Not to go all nerdy or professor on you, but I'd like to explain a concept that has to do with the physical nature of time and how it relates to change. Imagine yourself walking down alongside a train track. You're going at a certain speed, perhaps two miles per hour. If the train then comes, going in the same direction as you, and slows to your same exact speed, the train, relative to you, will seem to be even with you at all times, never surpassing or falling behind you.
However, if you stopped walking and the train continued running at 2mph, it would pass you by -- and to all the people on that train, you'd be going backwards, even though to you, you are standing perfectly still.
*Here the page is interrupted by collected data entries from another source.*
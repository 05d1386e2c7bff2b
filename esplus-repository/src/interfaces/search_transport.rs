//! Search transport trait definition.
//!
//! This module defines the abstract interface for round trips to the search
//! backend, allowing for different implementations (OpenSearch, Elasticsearch,
//! in-memory mocks for tests).

use async_trait::async_trait;
use esplus_shared::SearchResponse;
use serde_json::Value;

use crate::errors::MapperError;
use crate::types::{BulkOperation, BulkResponse, WriteResponse};

/// Abstracts the wire calls made against the search backend.
///
/// Every method is exactly one round trip. Implementations are injected into
/// `DocumentMapper` and shared between mappers, so they must be safe to use
/// from several in-flight operations at once.
///
/// A response with a non-success HTTP status is reported as
/// `MapperError::TransportError`, except where a method documents otherwise.
#[async_trait]
pub trait SearchTransport: Send + Sync {
    /// Index a full document.
    ///
    /// # Arguments
    ///
    /// * `index` - Target index name
    /// * `id` - Document identifier, or `None` to let the backend generate one
    /// * `document` - The wire document
    ///
    /// # Returns
    ///
    /// * `Ok(WriteResponse)` - Status 201 when created, 200 when an existing document was replaced
    /// * `Err(MapperError)` - If the round trip fails
    async fn index_document(
        &self,
        index: &str,
        id: Option<&str>,
        document: &Value,
    ) -> Result<WriteResponse, MapperError>;

    /// Merge a partial document into an existing document.
    async fn update_document(
        &self,
        index: &str,
        id: &str,
        document: &Value,
    ) -> Result<WriteResponse, MapperError>;

    /// Delete a document.
    ///
    /// A missing document is not an error: the response carries status 404.
    async fn delete_document(&self, index: &str, id: &str) -> Result<WriteResponse, MapperError>;

    /// Send every operation in a single bulk request.
    ///
    /// # Returns
    ///
    /// * `Ok(BulkResponse)` - Per-item statuses, in request order
    /// * `Err(MapperError)` - If the bulk request fails entirely
    async fn bulk(
        &self,
        index: &str,
        operations: &[BulkOperation],
    ) -> Result<BulkResponse, MapperError>;

    /// Run a search request body against an index.
    async fn search(&self, index: &str, body: &Value) -> Result<SearchResponse, MapperError>;

    /// Check whether an index exists.
    async fn index_exists(&self, index: &str) -> Result<bool, MapperError>;

    /// Create an index from a settings/mappings/aliases body.
    ///
    /// # Returns
    ///
    /// * `Ok(bool)` - Whether the backend acknowledged the creation
    async fn create_index(&self, index: &str, body: &Value) -> Result<bool, MapperError>;

    /// Delete an index.
    async fn delete_index(&self, index: &str) -> Result<bool, MapperError>;
}
//! Entity to wire document encoding.
//!
//! The codec applies each field's write strategy, keeps the identifier out of
//! the stored source, formats date-time fields and threads identifiers back
//! into decoded entities.

use std::fmt::Write as _;
use std::sync::Arc;

use chrono::format::{Item, StrftimeItems};
use chrono::{DateTime, NaiveDate, NaiveDateTime, Utc};
use esplus_shared::{DocumentMetadata, FieldDescriptor, FieldKind, FieldStrategy};
use serde::de::DeserializeOwned;
use serde::Serialize;
use serde_json::{Map, Value};

use crate::config::MapperConfig;
use crate::errors::MapperError;
use crate::utils::value_to_id;

/// Encodes entities into wire documents and decodes hits back into entities.
#[derive(Debug, Clone)]
pub struct DocumentCodec {
    metadata: Arc<DocumentMetadata>,
    date_format: Option<String>,
}

impl DocumentCodec {
    pub fn new(metadata: Arc<DocumentMetadata>, config: &MapperConfig) -> Self {
        Self {
            metadata,
            date_format: config.date_format.clone(),
        }
    }

    pub fn metadata(&self) -> &DocumentMetadata {
        &self.metadata
    }

    /// Build the stored source of an entity.
    ///
    /// Only declared fields are written, the key field never is. `Default`
    /// and `Ignored` fields are always written, `NotNull` fields only when
    /// non-null, `NotEmpty` fields only when non-null and not an empty string.
    ///
    /// # Arguments
    ///
    /// * `entity` - The entity to encode
    ///
    /// # Returns
    ///
    /// * `Ok(Value)` - A JSON object holding the selected fields
    /// * `Err(MapperError)` - If the entity does not serialize to an object
    pub fn to_wire_document<T: Serialize>(&self, entity: &T) -> Result<Value, MapperError> {
        let mut serialized = self.to_map(entity)?;
        let mut document = Map::new();

        for descriptor in self.stored_fields() {
            let value = serialized.remove(&descriptor.name).unwrap_or(Value::Null);
            let value = self.format_date(descriptor, value)?;
            if should_write(descriptor.strategy, &value) {
                document.insert(descriptor.name.clone(), value);
            }
        }

        Ok(Value::Object(document))
    }

    /// Build a partial document from explicit field values.
    ///
    /// Null values are kept so the backend clears those fields. The key field
    /// is dropped.
    pub fn fields_document(&self, fields: &[(String, Value)]) -> Result<Value, MapperError> {
        let key = self.metadata.key_field();
        let document = fields
            .iter()
            .filter(|(name, _)| Some(name.as_str()) != key)
            .map(|(name, value)| {
                let value = match self.metadata.descriptor(name) {
                    Some(descriptor) => self.format_date(descriptor, value.clone())?,
                    None => value.clone(),
                };
                Ok((name.clone(), value))
            })
            .collect::<Result<Map<String, Value>, MapperError>>()?;
        Ok(Value::Object(document))
    }

    /// Decode a search hit into an entity.
    ///
    /// # Arguments
    ///
    /// * `source` - The hit's stored source
    /// * `id` - The hit's backend identifier
    /// * `include_identifier` - Whether to set the entity's key field to `id`
    pub fn from_wire_hit<T: DeserializeOwned>(
        &self,
        source: &Value,
        id: &str,
        include_identifier: bool,
    ) -> Result<T, MapperError> {
        let mut map = match source {
            Value::Object(map) => map.clone(),
            Value::Null => Map::new(),
            other => {
                return Err(MapperError::serialization(format!(
                    "Document source for '{}' is not an object: {}",
                    id, other
                )))
            }
        };

        for descriptor in self.stored_fields() {
            if let Some(value) = map.remove(&descriptor.name) {
                map.insert(descriptor.name.clone(), self.parse_date(descriptor, value));
            }
        }

        match (include_identifier, self.metadata.key_field()) {
            (true, Some(key)) => deserialize_with_id(map, key, id),
            _ => Ok(serde_json::from_value(Value::Object(map))?),
        }
    }

    /// Read the identifier held in the entity's key field.
    ///
    /// Returns `None` when the type has no key field or the field is null.
    pub fn identifier_of<T: Serialize>(&self, entity: &T) -> Result<Option<String>, MapperError> {
        let Some(key) = self.metadata.key_field() else {
            return Ok(None);
        };
        let map = self.to_map(entity)?;
        Ok(map.get(key).and_then(value_to_id))
    }

    /// Write an identifier into the entity's key field.
    ///
    /// Does nothing when the type has no key field.
    pub fn assign_identifier<T>(&self, entity: &mut T, id: &str) -> Result<(), MapperError>
    where
        T: Serialize + DeserializeOwned,
    {
        let Some(key) = self.metadata.key_field() else {
            return Ok(());
        };
        let map = self.to_map(entity)?;
        *entity = deserialize_with_id(map, key, id)?;
        Ok(())
    }

    /// Encode an entity's wire document as bytes.
    pub fn encode<T: Serialize>(&self, entity: &T) -> Result<Vec<u8>, MapperError> {
        Ok(serde_json::to_vec(&self.to_wire_document(entity)?)?)
    }

    /// Decide whether decoded hits carry their identifier.
    ///
    /// With no projection the identifier is always included. With an include
    /// list it is included when the list names the key field. Otherwise it is
    /// included when an exclude list is given and does not name the key field.
    pub fn include_identifier(key_field: Option<&str>, include: &[String], exclude: &[String]) -> bool {
        if include.is_empty() && exclude.is_empty() {
            return true;
        }
        let Some(key) = key_field else {
            return false;
        };
        if include.iter().any(|field| field == key) {
            return true;
        }
        !exclude.is_empty() && !exclude.iter().any(|field| field == key)
    }

    fn stored_fields(&self) -> impl Iterator<Item = &FieldDescriptor> {
        let key = self.metadata.key_field();
        self.metadata
            .field_list()
            .iter()
            .filter(move |descriptor| Some(descriptor.name.as_str()) != key)
    }

    fn to_map<T: Serialize>(&self, entity: &T) -> Result<Map<String, Value>, MapperError> {
        match serde_json::to_value(entity)? {
            Value::Object(map) => Ok(map),
            other => Err(MapperError::serialization(format!(
                "Entity for index '{}' must serialize to an object, got {}",
                self.metadata.index_name(),
                other
            ))),
        }
    }

    fn field_format<'a>(&'a self, descriptor: &'a FieldDescriptor) -> Option<&'a str> {
        if descriptor.kind != FieldKind::DateTime {
            return None;
        }
        descriptor
            .date_format
            .as_deref()
            .or(self.date_format.as_deref())
    }

    /// RFC 3339 to the field's format. Values that do not parse are left alone.
    fn format_date(&self, descriptor: &FieldDescriptor, value: Value) -> Result<Value, MapperError> {
        let (Some(format), Value::String(raw)) = (self.field_format(descriptor), &value) else {
            return Ok(value);
        };
        let Ok(parsed) = DateTime::parse_from_rfc3339(raw) else {
            return Ok(value);
        };

        let mut formatted = String::new();
        write!(formatted, "{}", parsed.with_timezone(&Utc).format(format)).map_err(|_| {
            MapperError::serialization(format!(
                "Field '{}' cannot be rendered with date format '{}'",
                descriptor.name, format
            ))
        })?;
        Ok(Value::String(formatted))
    }

    /// The field's format back to RFC 3339. Values without an offset are read as UTC.
    fn parse_date(&self, descriptor: &FieldDescriptor, value: Value) -> Value {
        let (Some(format), Value::String(raw)) = (self.field_format(descriptor), &value) else {
            return value;
        };
        if let Ok(with_offset) = DateTime::parse_from_str(raw, format) {
            return Value::String(with_offset.with_timezone(&Utc).to_rfc3339());
        }
        let parsed = NaiveDateTime::parse_from_str(raw, format).ok().or_else(|| {
            NaiveDate::parse_from_str(raw, format)
                .ok()
                .and_then(|date| date.and_hms_opt(0, 0, 0))
        });
        match parsed {
            Some(naive) => Value::String(naive.and_utc().to_rfc3339()),
            None => value,
        }
    }
}

/// Reject date formats holding an unknown or malformed `%` directive.
///
/// # Returns
///
/// * `Ok(())` - If every directive of `format` is recognized
/// * `Err(MapperError::ValidationError)` - Otherwise
pub fn validate_date_format(format: &str) -> Result<(), MapperError> {
    if StrftimeItems::new(format).any(|item| matches!(item, Item::Error)) {
        return Err(MapperError::validation(format!(
            "Invalid date format '{}'",
            format
        )));
    }
    Ok(())
}

fn should_write(strategy: FieldStrategy, value: &Value) -> bool {
    match strategy {
        FieldStrategy::Default | FieldStrategy::Ignored => true,
        FieldStrategy::NotNull => !value.is_null(),
        FieldStrategy::NotEmpty => match value {
            Value::Null => false,
            Value::String(text) => !text.is_empty(),
            _ => true,
        },
    }
}

/// Deserialize with the key field set to `id`. A string key is tried first;
/// numeric keys fall back to the parsed number.
fn deserialize_with_id<T: DeserializeOwned>(
    mut map: Map<String, Value>,
    key: &str,
    id: &str,
) -> Result<T, MapperError> {
    map.insert(key.to_string(), Value::String(id.to_string()));
    match serde_json::from_value(Value::Object(map.clone())) {
        Ok(entity) => Ok(entity),
        Err(err) => {
            let number = id
                .parse::<i64>()
                .map(Value::from)
                .or_else(|_| id.parse::<u64>().map(Value::from))
                .map_err(|_| MapperError::from(err))?;
            map.insert(key.to_string(), number);
            Ok(serde_json::from_value(Value::Object(map))?)
        }
    }
}
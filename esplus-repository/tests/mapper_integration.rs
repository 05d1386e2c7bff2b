//! End-to-end tests of the document mapper against an in-memory transport.

use std::collections::{BTreeMap, HashSet};
use std::sync::Arc;

use async_trait::async_trait;
use chrono::{DateTime, TimeZone, Utc};
use esplus_repository::{
    BulkAction, BulkItemResponse, BulkOperation, BulkResponse, DocumentMapper, MapperConfig,
    MapperError, SearchTransport, UpdateSet, WriteResponse,
};
use esplus_shared::{
    ConditionList, Document, DocumentMetadata, FieldDescriptor, FieldStrategy, IdType, SearchHit,
    SearchQuery, SearchResponse,
};
use serde::{Deserialize, Serialize};
use serde_json::{json, Map, Value};
use tokio::sync::Mutex;

/// A wire call seen by the transport.
#[derive(Debug, Clone, PartialEq)]
enum Call {
    Index,
    Update,
    Delete,
    Bulk(Vec<BulkAction>),
    Search(Value),
}

/// In-memory transport holding one map of documents per index.
///
/// Search understands the subset of the query DSL the tests use: bool
/// queries with term, terms, match and range leaves.
#[derive(Default)]
struct InMemoryTransport {
    indices: Mutex<BTreeMap<String, BTreeMap<String, Value>>>,
    calls: Mutex<Vec<Call>>,
    failing_positions: Mutex<HashSet<usize>>,
    next_id: Mutex<u64>,
}

impl InMemoryTransport {
    fn new() -> Arc<Self> {
        Arc::new(Self::default())
    }

    async fn fail_bulk_positions(&self, positions: &[usize]) {
        *self.failing_positions.lock().await = positions.iter().copied().collect();
    }

    async fn calls(&self) -> Vec<Call> {
        self.calls.lock().await.clone()
    }

    async fn stored(&self, index: &str, id: &str) -> Option<Value> {
        self.indices
            .lock()
            .await
            .get(index)
            .and_then(|docs| docs.get(id))
            .cloned()
    }

    async fn generate_id(&self) -> String {
        let mut next = self.next_id.lock().await;
        *next += 1;
        format!("auto-{}", next)
    }

    /// Store a document, returning the write status (201 new, 200 replaced).
    async fn store(&self, index: &str, id: Option<&str>, document: &Value) -> WriteResponse {
        let id = match id {
            Some(id) => id.to_string(),
            None => self.generate_id().await,
        };
        let replaced = self
            .indices
            .lock()
            .await
            .entry(index.to_string())
            .or_default()
            .insert(id.clone(), document.clone())
            .is_some();
        WriteResponse {
            status: if replaced { 200 } else { 201 },
            id,
            result: Some(if replaced { "updated" } else { "created" }.to_string()),
        }
    }

    /// Merge a partial document into a stored one. `false` when it is missing.
    async fn merge(&self, index: &str, id: &str, patch: &Value) -> bool {
        let mut indices = self.indices.lock().await;
        let Some(Value::Object(target)) = indices.get_mut(index).and_then(|docs| docs.get_mut(id))
        else {
            return false;
        };
        if let Value::Object(patch) = patch {
            for (key, value) in patch {
                target.insert(key.clone(), value.clone());
            }
        }
        true
    }

    async fn remove(&self, index: &str, id: &str) -> WriteResponse {
        let removed = self
            .indices
            .lock()
            .await
            .get_mut(index)
            .and_then(|docs| docs.remove(id))
            .is_some();
        WriteResponse {
            status: if removed { 200 } else { 404 },
            id: id.to_string(),
            result: None,
        }
    }
}
//! Mapper error types.
//!
//! This module defines the unified error type for all mapper operations,
//! covering input validation, request assembly, the wire transport, batch
//! reconciliation and document encoding.

use thiserror::Error;

type BoxError = Box<dyn std::error::Error + Send + Sync + 'static>;

/// Unified errors from mapper operations.
///
/// Used by the `SearchTransport` trait and `DocumentMapper` for every operation.
/// None of these are recovered locally: each is surfaced to the caller as soon
/// as it occurs.
#[derive(Debug, Error)]
pub enum MapperError {
    /// Validation error (e.g., blank identifier, empty input collection, malformed condition list).
    #[error("Validation error: {0}")]
    ValidationError(String),

    /// The request asks for something the mapper does not support.
    #[error("Unsupported operation: {0}")]
    UnsupportedOperation(String),

    /// A round trip to the backend failed.
    #[error("Transport error: {message}")]
    TransportError {
        message: String,
        #[source]
        source: Option<BoxError>,
    },

    /// An insert batch reported at least one failed item.
    ///
    /// The backend may have applied part of the batch; callers must treat the
    /// state as indeterminate.
    #[error("Batch failure: {failed} of {total} operations failed")]
    BatchFailure {
        total: usize,
        failed: usize,
        /// Always 0: a failed insert batch reports no successes.
        succeeded: usize,
    },

    /// An entity or response could not be encoded or decoded.
    #[error("Serialization error: {0}")]
    SerializationError(String),
}

impl MapperError {
    /// Create a validation error.
    pub fn validation(msg: impl Into<String>) -> Self {
        Self::ValidationError(msg.into())
    }

    /// Create an unsupported operation error.
    pub fn unsupported(msg: impl Into<String>) -> Self {
        Self::UnsupportedOperation(msg.into())
    }

    /// Create a transport error without an underlying cause.
    pub fn transport(msg: impl Into<String>) -> Self {
        Self::TransportError {
            message: msg.into(),
            source: None,
        }
    }

    /// Create a transport error wrapping the original cause.
    pub fn transport_with<E>(msg: impl Into<String>, cause: E) -> Self
    where
        E: std::error::Error + Send + Sync + 'static,
    {
        Self::TransportError {
            message: msg.into(),
            source: Some(Box::new(cause)),
        }
    }

    /// Create a batch failure error. The success count is always 0.
    pub fn batch_failure(total: usize, failed: usize) -> Self {
        Self::BatchFailure {
            total,
            failed,
            succeeded: 0,
        }
    }

    /// Create a serialization error.
    pub fn serialization(msg: impl Into<String>) -> Self {
        Self::SerializationError(msg.into())
    }
}

impl From<serde_json::Error> for MapperError {
    fn from(err: serde_json::Error) -> Self {
        Self::SerializationError(err.to_string())
    }
}

impl From<opensearch::Error> for MapperError {
    fn from(err: opensearch::Error) -> Self {
        Self::transport_with(err.to_string(), err)
    }
}

#[cfg(test)]
mod tests {
    use super::*;
    use std::error::Error as _;

    #[test]
    fn test_batch_failure_reports_zero_successes() {
        let err = MapperError::batch_failure(10, 1);
        assert!(matches!(
            err,
            MapperError::BatchFailure {
                total: 10,
                failed: 1,
                succeeded: 0
            }
        ));
        assert_eq!(err.to_string(), "Batch failure: 1 of 10 operations failed");
    }

    #[test]
    fn test_transport_error_keeps_cause() {
        let cause = std::io::Error::new(std::io::ErrorKind::ConnectionReset, "reset by peer");
        let err = MapperError::transport_with("bulk request failed", cause);
        assert_eq!(err.to_string(), "Transport error: bulk request failed");
        let source = err.source().expect("cause should be kept");
        assert_eq!(source.to_string(), "reset by peer");
    }

    #[test]
    fn test_from_serde_json_error() {
        let err: MapperError = serde_json::from_str::<serde_json::Value>("{")
            .unwrap_err()
            .into();
        assert!(matches!(err, MapperError::SerializationError(_)));
    }
}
What does this have to do with anything?
It has everything to do with everything. In life, we are all walking down the sides of train tracks, and the train that runs on that track is the train of time. As children, we sprint ahead of that train and continue running ahead for a while. Often, after finishing school, people will hop onboard the train, plateauing at their level of personal development. I'd say the majority of people are on the train -- but then for a few of us who ran at the speed of the train trip and fall (i.e., have a traumatic injury), the train passes us. The people on the train (society at large) can look out the window and see that we've fallen way behind, as they plunge ahead.
If we don't pick ourselves back up, dust off our knees, and start walking again, we start going backwards relative to time.
Do you understand what this means? There is no staying still! In order to stay the same, you've got to run at the same speed as everyone else on that train, keep up with time. This is maintenance. In order to become even better than you were, you've go to go faster, do more.
By doing nothing, you are going backward.
You cannot do nothing. Aside from this physical metaphor, it is literally true that if you completely neglect your affected body, it will get worse. This is why people in general have to work out on a regular basis to keep fit -- without that maintenance, the body becomes as lazy as the mind and declines. And it's even more exaggerated in the case of bodies dealing with traumatic injury. Is that what you want? Really? Because if you continue to bum around feeling down because it sucks to be the victim of a traumatic injury (which, to your credit, of course it is), rather than acting on your strength and your positive energy to push yourself to improve a sucky situation into an all-right situation and then into a good situation and perhaps an outstanding situation? You're conceding defeat. And choosing the path of a victim, which only aggravates the sucky.
Be honest with yourself: Is that what you want?
If the answer is no, start pushing yourself off the ground. Now -- there's no time to lose.